And while medical knowledge has improved, doctors continue to emphasize
that the best way for people to survive is to avoid infection in the
first place through good hygiene, face coverings and limited group
interaction.
Dr. Ramanathan Venkiteswaran, medical director of Aster Hospitals in the
United Arab Emirates, said COVID-19 will likely result in permanent
changes in medicine and for the general public on “basic things like
social distancing, wearing of masks and hand washing.”
LEARNING ON THE FLY
In the medical field, change can be slow, with years-long studies often
needed before recommendations are altered. But protocols for COVID-19
have evolved at lightning speed.
In Brazil, São Paulo-based Hospital Israelita Albert Einstein, one of
the country’s leading private hospital networks, has updated its
internal guidelines for treating coronavirus patients some 50 times
since the outbreak began earlier this year, according to Dr. Moacyr
Silva Junior, an infectious disease specialist at the center. Those
guidelines govern questions such as which patients are eligible for
which drugs, how to handle patients with breathing problems, and the use
of PPE like masks, gowns and gloves.
“In only three months, a resounding amount of scientific work on
COVID-19 has been published,” he said.
At Stanford Health Care, treatment guidelines changed almost daily in
the early weeks of the pandemic, Blomkalns said. She described a
patchwork approach that began by following guidelines established by the
U.S. Centers for Disease Control and Prevention, then modifying them to
reflect a shortage of resources, and finally adding new measures not
addressed by the CDC, such as how to handle pregnant healthcare workers.

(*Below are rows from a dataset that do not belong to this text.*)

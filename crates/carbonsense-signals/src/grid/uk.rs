//! UK national carbon intensity (free, unauthenticated).

use serde::Deserialize;

use carbonsense_core::config::ProviderConfig;
use carbonsense_core::errors::ProviderError;
use carbonsense_core::models::{Confidence, GridReading, Method, SignalMeta, SignalResult};
use carbonsense_core::traits::{HttpRequest, IJsonTransport};

use crate::transport::decode;

pub const PROVIDER: &str = "uk-carbon-intensity";
pub const SOURCE: &str = "UK Carbon Intensity API (Free)";

#[derive(Deserialize)]
struct IntensityResponse {
    #[serde(default)]
    data: Vec<IntensityPeriod>,
}

#[derive(Deserialize)]
struct IntensityPeriod {
    from: Option<String>,
    intensity: IntensityValues,
}

#[derive(Deserialize)]
struct IntensityValues {
    actual: Option<f64>,
}

/// Current half-hour's measured intensity. A null `actual` fails.
pub fn fetch(transport: &dyn IJsonTransport, config: &ProviderConfig) -> SignalResult<GridReading> {
    let url = format!("{}/intensity", config.uk_grid_url.trim_end_matches('/'));
    let request = HttpRequest::get(PROVIDER, url, config.grid_timeout());
    let body: IntensityResponse = decode(PROVIDER, transport.get_json(&request)?)?;

    let period = body
        .data
        .into_iter()
        .next()
        .ok_or_else(|| ProviderError::malformed(PROVIDER, "data[0]"))?;
    let intensity = period
        .intensity
        .actual
        .filter(|v| v.is_finite() && *v > 0.0)
        .ok_or_else(|| ProviderError::malformed(PROVIDER, "data[0].intensity.actual"))?;

    Ok(GridReading {
        intensity_gco2_kwh: intensity,
        meta: SignalMeta {
            source: SOURCE.to_string(),
            location: "United Kingdom".to_string(),
            timestamp: period.from.unwrap_or_default(),
            confidence: Confidence::High,
            method: Method::Api,
        },
        components: None,
        comparison: None,
    })
}
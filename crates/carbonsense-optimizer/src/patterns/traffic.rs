//! Diurnal traffic pattern (INRIX Global Traffic Scorecard, TomTom Traffic
//! Index) and the baseline blend.

/// Pattern multiplier for `hour`.
pub fn target_multiplier(hour: u32, is_weekend: bool) -> f64 {
    if is_weekend {
        return match hour {
            10..=16 => 1.3,
            18..=20 => 1.2,
            _ => 1.0,
        };
    }

    match hour {
        7..=9 => 1.8,
        17..=19 => 1.9,
        12..=14 => 1.3,
        10..=16 => 1.2,
        22..=23 | 0..=5 => 1.0,
        _ => 1.1,
    }
}

/// Share of the forecast taken from the live baseline.
pub fn baseline_weight(hours_ahead: u32) -> f64 {
    match hours_ahead {
        0..=2 => 0.8,
        3..=6 => 0.5,
        _ => 0.2,
    }
}

/// Forecast emission multiplier `hours_ahead` from now. Never below 1.0.
pub fn forecast_multiplier(baseline: f64, hours_ahead: u32, hour: u32, is_weekend: bool) -> f64 {
    let weight = baseline_weight(hours_ahead);
    let blended = weight * baseline + (1.0 - weight) * target_multiplier(hour, is_weekend);
    blended.max(1.0)
}
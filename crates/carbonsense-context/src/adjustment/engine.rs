use carbonsense_core::config::ContextConfig;
use carbonsense_core::models::{
    AdjustmentBreakdown, GridReading, PredictionResult, TrafficReading, WeatherReading,
};
use carbonsense_core::VehicleType;

use super::{energy_factors, transport_factors};
use crate::round_to;

/// Derived transport predictions.
#[derive(Debug, Clone, PartialEq)]
pub struct TransportAdjustment {
    /// Base × vehicle × traffic.
    pub traffic_aware: PredictionResult,
    /// Base × vehicle × traffic × weather.
    pub context_aware: PredictionResult,
}

/// Applies live-context multipliers to base model predictions.
#[derive(Debug, Clone, PartialEq)]
pub struct AdjustmentEngine {
    /// Grid intensity (gCO2/kWh) baked into the energy training data.
    training_grid_intensity: f64,
    /// Per-km factor (kg CO2/km) baked into the transport training data.
    reference_transport_factor: f64,
}

impl AdjustmentEngine {
    pub fn new(config: &ContextConfig) -> Self {
        Self {
            training_grid_intensity: config.training_grid_intensity,
            reference_transport_factor: config.training_transport_factor,
        }
    }

    /// Vehicle emission factor relative to the training reference.
    pub fn vehicle_factor(&self, vehicle: VehicleType) -> f64 {
        vehicle.emission_factor() / self.reference_transport_factor
    }

    /// Energy adjustment of the Bayesian prediction. `None` when there is no
    /// Bayesian prediction or no grid reading to adjust against.
    pub fn adjust_energy(
        &self,
        bayesian: Option<&PredictionResult>,
        grid: Option<&GridReading>,
        weather: Option<&WeatherReading>,
    ) -> Option<PredictionResult> {
        let base = bayesian?;
        let grid = grid?;

        let grid_factor =
            energy_factors::grid_factor(grid.intensity_gco2_kwh, self.training_grid_intensity);
        let weather_factor = weather.map_or(1.0, |w| energy_factors::weather_factor(w.impact.score));
        let total = grid_factor * weather_factor;

        tracing::debug!(grid_factor, weather_factor, total, "energy context adjustment");

        Some(PredictionResult {
            mean: base.mean * total,
            std: None,
            ci_lower: base.ci_lower.map(|v| v * total),
            ci_upper: base.ci_upper.map(|v| v * total),
            description: Some(
                "Adjusted using real-time grid intensity and weather conditions".to_string(),
            ),
            adjustments: Some(AdjustmentBreakdown {
                grid_factor: Some(round_to(grid_factor, 3)),
                vehicle_factor: None,
                traffic_factor: None,
                weather_factor: round_to(weather_factor, 3),
                total_factor: round_to(total, 3),
                weather_reasons: weather.map(|w| w.impact.factors.clone()).unwrap_or_default(),
            }),
        })
    }

    /// Transport adjustment of the random-forest prediction. `None` when
    /// there is no base prediction. A missing traffic or weather reading
    /// contributes a neutral 1.0.
    pub fn adjust_transport(
        &self,
        rf: Option<&PredictionResult>,
        vehicle: VehicleType,
        traffic: Option<&TrafficReading>,
        weather: Option<&WeatherReading>,
    ) -> Option<TransportAdjustment> {
        let base = rf?;

        let vehicle_factor = self.vehicle_factor(vehicle);
        let traffic_factor = traffic.map_or(1.0, |t| t.emission_multiplier);
        let (weather_factor, weather_reasons) = weather
            .map(|w| transport_factors::weather_multiplier(&w.observation))
            .unwrap_or((1.0, Vec::new()));

        let vehicle_adjusted = base.mean * vehicle_factor;
        let traffic_aware = vehicle_adjusted * traffic_factor;
        let context_aware = traffic_aware * weather_factor;
        let total = vehicle_factor * traffic_factor * weather_factor;

        tracing::debug!(
            vehicle = vehicle.name(),
            vehicle_factor,
            traffic_factor,
            weather_factor,
            "transport context adjustment"
        );

        Some(TransportAdjustment {
            traffic_aware: PredictionResult {
                description: Some(format!(
                    "Adjusted for {} and current traffic",
                    vehicle.name()
                )),
                adjustments: Some(AdjustmentBreakdown {
                    grid_factor: None,
                    vehicle_factor: Some(round_to(vehicle_factor, 3)),
                    traffic_factor: Some(traffic_factor),
                    weather_factor: 1.0,
                    total_factor: round_to(vehicle_factor * traffic_factor, 3),
                    weather_reasons: Vec::new(),
                }),
                ..PredictionResult::point(traffic_aware)
            },
            context_aware: PredictionResult {
                description: Some(format!(
                    "Adjusted for {}, current traffic and weather conditions",
                    vehicle.name()
                )),
                adjustments: Some(AdjustmentBreakdown {
                    grid_factor: None,
                    vehicle_factor: Some(round_to(vehicle_factor, 3)),
                    traffic_factor: Some(traffic_factor),
                    weather_factor: round_to(weather_factor, 3),
                    total_factor: round_to(total, 3),
                    weather_reasons,
                }),
                ..PredictionResult::point(context_aware)
            },
        })
    }
}

impl Default for AdjustmentEngine {
    fn default() -> Self {
        Self::new(&ContextConfig::default())
    }
}
use crate::errors::ModelError;
use crate::models::{FeatureVector, ModelOutput, ShapValues};

/// A trained regression model, treated as an opaque black box.
pub trait IRegressionModel: Send + Sync {
    /// Predict emissions (kg CO2) for one feature row.
    fn predict(&self, features: &FeatureVector) -> Result<ModelOutput, ModelError>;
}

/// A SHAP explainer built for a tree model.
pub trait IExplainer: Send + Sync {
    /// Per-feature contributions for one feature row, in feature order.
    fn shap_values(&self, features: &FeatureVector) -> Result<ShapValues, ModelError>;
}
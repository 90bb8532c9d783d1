//! Natural-language timing recommendation.

use carbonsense_core::models::{Domain, ForecastSlot};

/// Below this saving (%) the current time is good enough.
pub const GOOD_ENOUGH_PERCENT: f64 = 5.0;

/// At or above this saving (%) the savings are called significant.
pub const SIGNIFICANT_PERCENT: f64 = 15.0;

/// Recommendation for moving from `current` to `optimal`.
pub fn recommend(
    domain: Domain,
    optimal: &ForecastSlot,
    current: Option<&ForecastSlot>,
    savings_percent: f64,
) -> String {
    let Some(current) = current else {
        return format!("Optimal time: {} ({})", optimal.time, optimal.day);
    };

    if optimal.hour == current.hour {
        return match domain {
            Domain::Energy => "Great timing! This is one of the best times to use energy. \
                               Grid is relatively clean right now."
                .to_string(),
            Domain::Transport => {
                "Great timing! Traffic conditions are favorable right now for your trip."
                    .to_string()
            }
        };
    }

    if savings_percent < GOOD_ENOUGH_PERCENT {
        return format!(
            "Current timing is good. Only {savings_percent:.0}% potential improvement."
        );
    }

    if savings_percent < SIGNIFICANT_PERCENT {
        return format!(
            "Consider {} ({}) for {savings_percent:.0}% lower emissions.",
            optimal.time, optimal.day
        );
    }

    match domain {
        Domain::Energy => format!(
            "Significant savings available! Charging at {} ({}) could reduce emissions by \
             {savings_percent:.0}%. Grid will be {}.",
            optimal.time,
            optimal.day,
            time_description(domain, optimal.hour)
        ),
        Domain::Transport => format!(
            "Major savings possible! Traveling at {} ({}) could reduce emissions by \
             {savings_percent:.0}%. {}.",
            optimal.time,
            optimal.day,
            time_description(domain, optimal.hour)
        ),
    }
}

/// Typical conditions at `hour`.
pub fn time_description(domain: Domain, hour: u32) -> &'static str {
    match domain {
        Domain::Energy => match hour {
            10..=16 => "cleaner (solar generation peak)",
            22..=23 | 0..=5 => "cleaner (low demand, wind power)",
            18..=21 => "at evening peak (avoid if possible)",
            _ => "at moderate intensity",
        },
        Domain::Transport => match hour {
            7..=9 | 17..=19 => "Rush hour conditions",
            22..=23 | 0..=5 => "Clear roads, minimal traffic",
            12..=14 => "Moderate lunch-time traffic",
            _ => "Light to moderate traffic",
        },
    }
}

The new coronavirus has been particularly vexing for doctors because of
the many and often unpredictable ways it can manifest. Most people
infected experience only mild flu-like symptoms, but some can develop
severe pneumonia, stroke and neurological disease. Doctors say the
biggest advance so far has been understanding how the disease can put
patients at much higher risk for blood clots. Most recently, doctors
have discovered that blood type might influence how the body reacts to
the virus.
“We developed specific protocols, such as when to start blood thinners,
that are different from what would be done for typical ICU patients,”
said Dr. Jeremy Falk, pulmonary critical care specialist at Cedars-Sinai
Medical Center in Los Angeles.
Around 15% of COVID-19 patients are at risk of becoming sick enough to
require hospitalization. Scientists have estimated that the fatality
rate could be as high as 5%, but most put the number well below 1%.
People with the highest risk of severe disease include older adults and
those with underlying health conditions like heart disease, diabetes and
obesity.
While rates of COVID-19 infection have recently been rising in many
parts of the United States, the total number of U.S. patients
hospitalized with COVID-19 has been steadily falling since a peak in
late April, according to the CDC.
Many hospitals report success with guidelines for "proning" patients -
positioning them on their stomachs to relieve pressure on the lungs, and
hopefully stave off the need for mechanical ventilation, which many
doctors said has done more harm than good.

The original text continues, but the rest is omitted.